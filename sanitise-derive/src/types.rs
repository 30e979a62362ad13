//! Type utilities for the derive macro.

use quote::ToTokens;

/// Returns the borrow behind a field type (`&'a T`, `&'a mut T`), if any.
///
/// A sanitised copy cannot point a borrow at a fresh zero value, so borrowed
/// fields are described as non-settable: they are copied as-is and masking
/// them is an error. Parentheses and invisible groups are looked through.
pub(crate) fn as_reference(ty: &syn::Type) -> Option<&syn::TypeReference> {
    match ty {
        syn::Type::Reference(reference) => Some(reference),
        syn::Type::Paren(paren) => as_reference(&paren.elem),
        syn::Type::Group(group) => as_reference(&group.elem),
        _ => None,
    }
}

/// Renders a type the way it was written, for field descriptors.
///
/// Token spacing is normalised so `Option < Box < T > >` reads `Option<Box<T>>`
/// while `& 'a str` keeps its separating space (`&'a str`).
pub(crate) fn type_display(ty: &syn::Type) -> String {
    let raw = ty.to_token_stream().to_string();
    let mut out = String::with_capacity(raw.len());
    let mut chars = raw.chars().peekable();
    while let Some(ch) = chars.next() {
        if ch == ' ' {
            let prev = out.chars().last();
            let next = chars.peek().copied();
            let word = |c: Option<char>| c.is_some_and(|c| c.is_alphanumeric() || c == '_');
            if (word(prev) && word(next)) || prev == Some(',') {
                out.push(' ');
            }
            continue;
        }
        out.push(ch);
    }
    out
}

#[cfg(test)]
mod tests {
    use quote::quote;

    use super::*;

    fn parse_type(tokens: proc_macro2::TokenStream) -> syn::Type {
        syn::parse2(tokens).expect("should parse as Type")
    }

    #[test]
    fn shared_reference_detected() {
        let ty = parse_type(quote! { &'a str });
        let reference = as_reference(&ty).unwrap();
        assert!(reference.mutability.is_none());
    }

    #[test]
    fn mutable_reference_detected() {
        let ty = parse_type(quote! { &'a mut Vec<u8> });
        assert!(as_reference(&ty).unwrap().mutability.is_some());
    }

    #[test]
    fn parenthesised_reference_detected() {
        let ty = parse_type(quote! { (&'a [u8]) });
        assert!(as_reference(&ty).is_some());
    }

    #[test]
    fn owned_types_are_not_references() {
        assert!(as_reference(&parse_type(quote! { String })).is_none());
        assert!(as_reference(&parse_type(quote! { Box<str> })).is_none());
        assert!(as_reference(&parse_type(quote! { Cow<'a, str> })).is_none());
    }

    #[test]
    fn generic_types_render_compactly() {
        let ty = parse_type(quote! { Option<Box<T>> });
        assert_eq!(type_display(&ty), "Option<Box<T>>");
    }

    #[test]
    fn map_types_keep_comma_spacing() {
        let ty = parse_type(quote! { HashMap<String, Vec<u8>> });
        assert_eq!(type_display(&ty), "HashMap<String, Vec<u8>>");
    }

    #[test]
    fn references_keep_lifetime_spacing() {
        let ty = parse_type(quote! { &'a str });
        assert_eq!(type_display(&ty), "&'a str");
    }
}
● ● ● ●
▶ Task
Please copy exactly the lines from the first line of the records above through the line containing "let prev = out.chars().last();", including both, and nothing more.

▶ Output below
filename sanitise-derive/src/types.rs
repository 30e979a62362ad13
//! Type utilities for the derive macro.

use quote::ToTokens;

/// Returns the borrow behind a field type (`&'a T`, `&'a mut T`), if any.
///
/// A sanitised copy cannot point a borrow at a fresh zero value, so borrowed
/// fields are described as non-settable: they are copied as-is and masking
/// them is an error. Parentheses and invisible groups are looked through.
pub(crate) fn as_reference(ty: &syn::Type) -> Option<&syn::TypeReference> {
    match ty {
        syn::Type::Reference(reference) => Some(reference),
        syn::Type::Paren(paren) => as_reference(&paren.elem),
        syn::Type::Group(group) => as_reference(&group.elem),
        _ => None,
    }
}

/// Renders a type the way it was written, for field descriptors.
///
/// Token spacing is normalised so `Option < Box < T > >` reads `Option<Box<T>>`
/// while `& 'a str` keeps its separating space (`&'a str`).
pub(crate) fn type_display(ty: &syn::Type) -> String {
    let raw = ty.to_token_stream().to_string();
    let mut out = String::with_capacity(raw.len());
    let mut chars = raw.chars().peekable();
    while let Some(ch) = chars.next() {
        if ch == ' ' {
            let prev = out.chars().last();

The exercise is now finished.